**Task objective:**
All that is wanted is a word-for-word copy of the data from its first line to the line containing "horizon and poisoned", both included.

**Records shown:**
=-=-=
// Wireline: Routing and Reliable Transport Cores
// Copyright (C) 2024  The Wireline Developers
//
// This program is free software; you can redistribute it and/or modify
// it under the terms of the GNU General Public License as published by
// the Free Software Foundation; either version 2 of the License, or
// (at your option) any later version.
//
// This program is distributed in the hope that it will be useful,
// but WITHOUT ANY WARRANTY; without even the implied warranty of
// MERCHANTABILITY or FITNESS FOR A PARTICULAR PURPOSE.  See the
// GNU General Public License for more details.
//
// You should have received a copy of the GNU General Public License along
// with this program; if not, write to the Free Software Foundation, Inc.,
// 51 Franklin Street, Fifth Floor, Boston, MA 02110-1301 USA.

//! # Routing core
//!
//! Per-router forwarding-table computation in response to link events and
//! routing updates, implemented twice over the same event interface:
//!
//! - [`DvRouter`]: distance-vector routing with split horizon and poisoned
//!   reverse to suppress count-to-infinity.
//! - [`LsRouter`]: link-state routing with controlled flooding of versioned
//!   advertisements and local shortest-path recomputation.
//!
//! Routers are passive automata: an external event loop (in tests and
//! examples, the [`Network`] host) serializes the four event callbacks of
//! the [`Router`] trait and transmits whatever the router pushes onto its
//! [`SendQueue`]. Routers never block and hold no reference to the
//! transport.
//!
//! ## Example
//!
//! ```rust
//! use wireline::routing::{DvRouter, Network, NetworkError};
//!
//! fn main() -> Result<(), NetworkError> {
//!     let mut net: Network<DvRouter> = Network::new(1000);
//!     net.add_router("A")?;
//!     net.add_router("B")?;
//!     net.add_router("C")?;
//!     net.add_link("A", "B", 1)?;
//!     net.add_link("B", "C", 1)?;
//!
//!     let route = net.get_route("A", "C")?;
//!     assert_eq!(route.len(), 3);
//!     Ok(())
//! }
//! ```

pub mod dv;
pub(crate) mod event;
pub mod ls;
pub(crate) mod network;
pub mod packet;
pub(crate) mod types;

pub use dv::DvRouter;
pub use event::SendQueue;
pub use ls::LsRouter;
pub use network::Network;
pub use packet::{Packet, PacketKind, RoutingPayload};
pub use types::{Address, Cost, DeviceError, NetworkError, Port, INF};

/// The event interface every router implements, as seen from the simulation
/// host. The host serializes all calls; a callback returns before the next
/// event is delivered, and must not block. Outbound packets are pushed onto
/// the borrowed [`SendQueue`] as `(port, packet)` pairs.
pub trait Router {
    /// Create a router with the given address and heartbeat interval. The
    /// initial state knows only the own address; there are no neighbors.
    fn new(addr: Address, heartbeat_ms: u64) -> Self
    where
        Self: Sized;

    /// The address of this router.
    fn address(&self) -> &Address;

    /// A new link to `addr` with the given cost was attached to `port`.
    fn handle_new_link(
        &mut self,
        port: Port,
        addr: Address,
        cost: Cost,
        out: &mut SendQueue,
    ) -> Result<(), DeviceError>;

    /// A packet arrived on `port`. Data packets are forwarded per the
    /// forwarding table (or dropped); routing packets drive the protocol.
    fn handle_packet(
        &mut self,
        port: Port,
        packet: Packet,
        out: &mut SendQueue,
    ) -> Result<(), DeviceError>;

    /// The link on `port` went down.
    fn handle_remove_link(&mut self, port: Port, out: &mut SendQueue) -> Result<(), DeviceError>;

    /// Periodic tick with the current monotonic time. Heartbeat broadcasts
    /// fire from here.
    fn handle_time(&mut self, now_ms: u64, out: &mut SendQueue) -> Result<(), DeviceError>;

    /// Current forwarding-table entry for a destination, if any.
    fn next_port(&self, dst: &Address) -> Option<Port>;

    /// A printable snapshot of the router state for inspection. The format
    /// carries no semantic guarantees.
    fn debug_string(&self) -> String;
}
// Wireline: Routing and Reliable Transport Cores
// Copyright (C) 2024  The Wireline Developers
//
// This program is free software; you can redistribute it and/or modify
// it under the terms of the GNU General Public License as published by
// the Free Software Foundation; either version 2 of the License, or
// (at your option) any later version.
//
// This program is distributed in the hope that it will be useful,
// but WITHOUT ANY WARRANTY; without even the implied warranty of
// MERCHANTABILITY or FITNESS FOR A PARTICULAR PURPOSE.  See the
// GNU General Public License for more details.
//
// You should have received a copy of the GNU General Public License along
// with this program; if not, write to the Free Software Foundation, Inc.,
// 51 Franklin Street, Fifth Floor, Boston, MA 02110-1301 USA.

use clap::Parser;
use log::*;
use std::error::Error;
use wireline::rtp::RtpReceiver;

/// Accept one stream and write it to standard output in order.
#[derive(Parser, Debug)]
#[command(name = "wireline-rtp-receiver")]
struct Args {
    /// UDP port to listen on
    listen_port: u16,
    /// Maximum number of out-of-order packets to buffer
    window_size: usize,
}

fn main() -> Result<(), Box<dyn Error>> {
    pretty_env_logger::init();
    let args = Args::parse();

    info!("listening on port {}", args.listen_port);
    let mut receiver = RtpReceiver::accept(("0.0.0.0", args.listen_port), args.window_size)?;
    let stdout = std::io::stdout();
    let mut out = stdout.lock();
    receiver.pipe(&mut out)?;
    Ok(())
}
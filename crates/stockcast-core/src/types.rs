//! 피드 도메인 타입 정의.
//!
//! 이 모듈은 피드 관련 기본 타입을 정의합니다:
//! - `FeedMode` - 시세 소스 모드 (라이브/데모)
//! - `TrackedSymbols` - 추적 대상 심볼 allowlist
//! - `ClientId` - WebSocket 세션 식별자

use serde::{Deserialize, Serialize};
use std::fmt;
use uuid::Uuid;

/// 시세 소스 모드.
#[derive(Debug, Clone, Copy, Default, PartialEq, Eq, Hash, Serialize, Deserialize)]
#[serde(rename_all = "lowercase")]
pub enum FeedMode {
    /// 외부 시세 제공자에서 실시간 조회
    Live,
    /// 로컬 랜덤워크로 가격 생성
    #[default]
    Demo,
}

impl fmt::Display for FeedMode {
    fn fmt(&self, f: &mut fmt::Formatter<'_>) -> fmt::Result {
        match self {
            FeedMode::Live => write!(f, "live"),
            FeedMode::Demo => write!(f, "demo"),
        }
    }
}

impl std::str::FromStr for FeedMode {
    type Err = String;

    fn from_str(s: &str) -> Result<Self, Self::Err> {
        match s.to_lowercase().as_str() {
            "live" => Ok(Self::Live),
            "demo" => Ok(Self::Demo),
            _ => Err(format!("Unknown feed mode: {}", s)),
        }
    }
}

/// 추적 대상 심볼 allowlist.
///
/// 서비스가 가격을 유지하는 고정된 심볼 집합입니다. 구독과 가격 갱신은
/// 이 집합에 포함된 심볼에 대해서만 허용됩니다.
#[derive(Debug, Clone, PartialEq, Eq, Serialize, Deserialize)]
pub struct TrackedSymbols(Vec<String>);

impl TrackedSymbols {
    /// 새 allowlist를 생성합니다.
    ///
    /// 심볼은 대문자로 정규화되며 공백 항목과 중복은 제거됩니다.
    pub fn new(symbols: impl IntoIterator<Item = impl Into<String>>) -> Self {
        let mut seen: Vec<String> = Vec::new();
        for symbol in symbols {
            let upper = symbol.into().trim().to_uppercase();
            if !upper.is_empty() && !seen.contains(&upper) {
                seen.push(upper);
            }
        }
        Self(seen)
    }

    /// 심볼이 추적 대상인지 확인합니다. 심볼은 이미 정규화되어 있어야 합니다.
    pub fn contains(&self, symbol: &str) -> bool {
        self.0.iter().any(|s| s == symbol)
    }

    /// 추적 중인 심볼을 순회합니다.
    pub fn iter(&self) -> impl Iterator<Item = &str> {
        self.0.iter().map(String::as_str)
    }

    /// 추적 중인 심볼 수.
    pub fn len(&self) -> usize {
        self.0.len()
    }

    /// 추적 심볼이 하나도 없는지 확인합니다.
    pub fn is_empty(&self) -> bool {
        self.0.is_empty()
    }
}

impl Default for TrackedSymbols {
    fn default() -> Self {
        Self::new(["AAPL", "GOOGL", "AMZN", "MSFT"])
    }
}

/// WebSocket 세션 식별자.
///
/// 연결 수락 시점에 생성되며 세션 수명 동안만 유효합니다. 메모리 주소가
/// 아닌 명시적 식별자이므로 세션 수명 밖에서 재사용될 수 없습니다.
#[derive(Debug, Clone, Copy, PartialEq, Eq, Hash, Serialize, Deserialize)]
pub struct ClientId(Uuid);

impl ClientId {
    /// 새 세션 식별자를 생성합니다.
    pub fn generate() -> Self {
        Self(Uuid::new_v4())
    }
}

impl fmt::Display for ClientId {
    fn fmt(&self, f: &mut fmt::Formatter<'_>) -> fmt::Result {
        write!(f, "{}", self.0)
    }
}
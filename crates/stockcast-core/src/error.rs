//! 피드 서비스의 에러 타입.
//!
//! 이 모듈은 피드 시스템 전반에서 사용되는 에러 타입을 정의합니다.

use thiserror::Error;

use crate::types::ClientId;

/// 피드 서비스 에러.
#[derive(Debug, Error)]
pub enum FeedError {
    /// 추적 대상이 아닌 심볼
    #[error("추적하지 않는 심볼: {0}")]
    InvalidSymbol(String),

    /// 클라이언트당 구독 한도 초과
    #[error("구독 한도 초과 (최대 {limit}개)")]
    SubscriptionLimit {
        /// 허용되는 최대 구독 수
        limit: usize,
    },

    /// 이미 등록된 클라이언트
    #[error("이미 등록된 클라이언트: {0}")]
    ClientAlreadyRegistered(ClientId),

    /// 등록되지 않은 클라이언트
    #[error("등록되지 않은 클라이언트: {0}")]
    UnknownClient(ClientId),

    /// 클라이언트 전송 실패
    #[error("클라이언트 전송 실패: {0}")]
    ClientSend(ClientId),

    /// 프로토콜에 맞지 않는 클라이언트 메시지
    #[error("잘못된 메시지 형식: {0}")]
    MalformedMessage(String),

    /// 직렬화 에러
    #[error("직렬화 실패: {0}")]
    Serialization(#[from] serde_json::Error),

    /// 설정 에러
    #[error("설정 에러: {0}")]
    Config(String),
}

/// 피드 작업을 위한 Result 타입.
pub type FeedResult<T> = Result<T, FeedError>;

impl FeedError {
    /// 프로토콜 경계에서 조용히 무시되는 에러인지 확인합니다.
    ///
    /// 무효 심볼, 구독 한도 초과, 잘못된 메시지는 클라이언트에게 에러로
    /// 통보되지 않고 연결도 유지됩니다.
    pub fn is_silent(&self) -> bool {
        matches!(
            self,
            FeedError::InvalidSymbol(_)
                | FeedError::SubscriptionLimit { .. }
                | FeedError::MalformedMessage(_)
        )
    }

    /// 클라이언트 정리로 이어지는 에러인지 확인합니다.
    pub fn is_disconnect(&self) -> bool {
        matches!(self, FeedError::ClientSend(_))
    }
}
=-=-=
**Task solution:**
// Wireline: Routing and Reliable Transport Cores
// Copyright (C) 2024  The Wireline Developers
//
// This program is free software; you can redistribute it and/or modify
// it under the terms of the GNU General Public License as published by
// the Free Software Foundation; either version 2 of the License, or
// (at your option) any later version.
//
// This program is distributed in the hope that it will be useful,
// but WITHOUT ANY WARRANTY; without even the implied warranty of
// MERCHANTABILITY or FITNESS FOR A PARTICULAR PURPOSE.  See the
// GNU General Public License for more details.
//
// You should have received a copy of the GNU General Public License along
// with this program; if not, write to the Free Software Foundation, Inc.,
// 51 Franklin Street, Fifth Floor, Boston, MA 02110-1301 USA.

//! # Routing core
//!
//! Per-router forwarding-table computation in response to link events and
//! routing updates, implemented twice over the same event interface:
//!
//! - [`DvRouter`]: distance-vector routing with split horizon and poisoned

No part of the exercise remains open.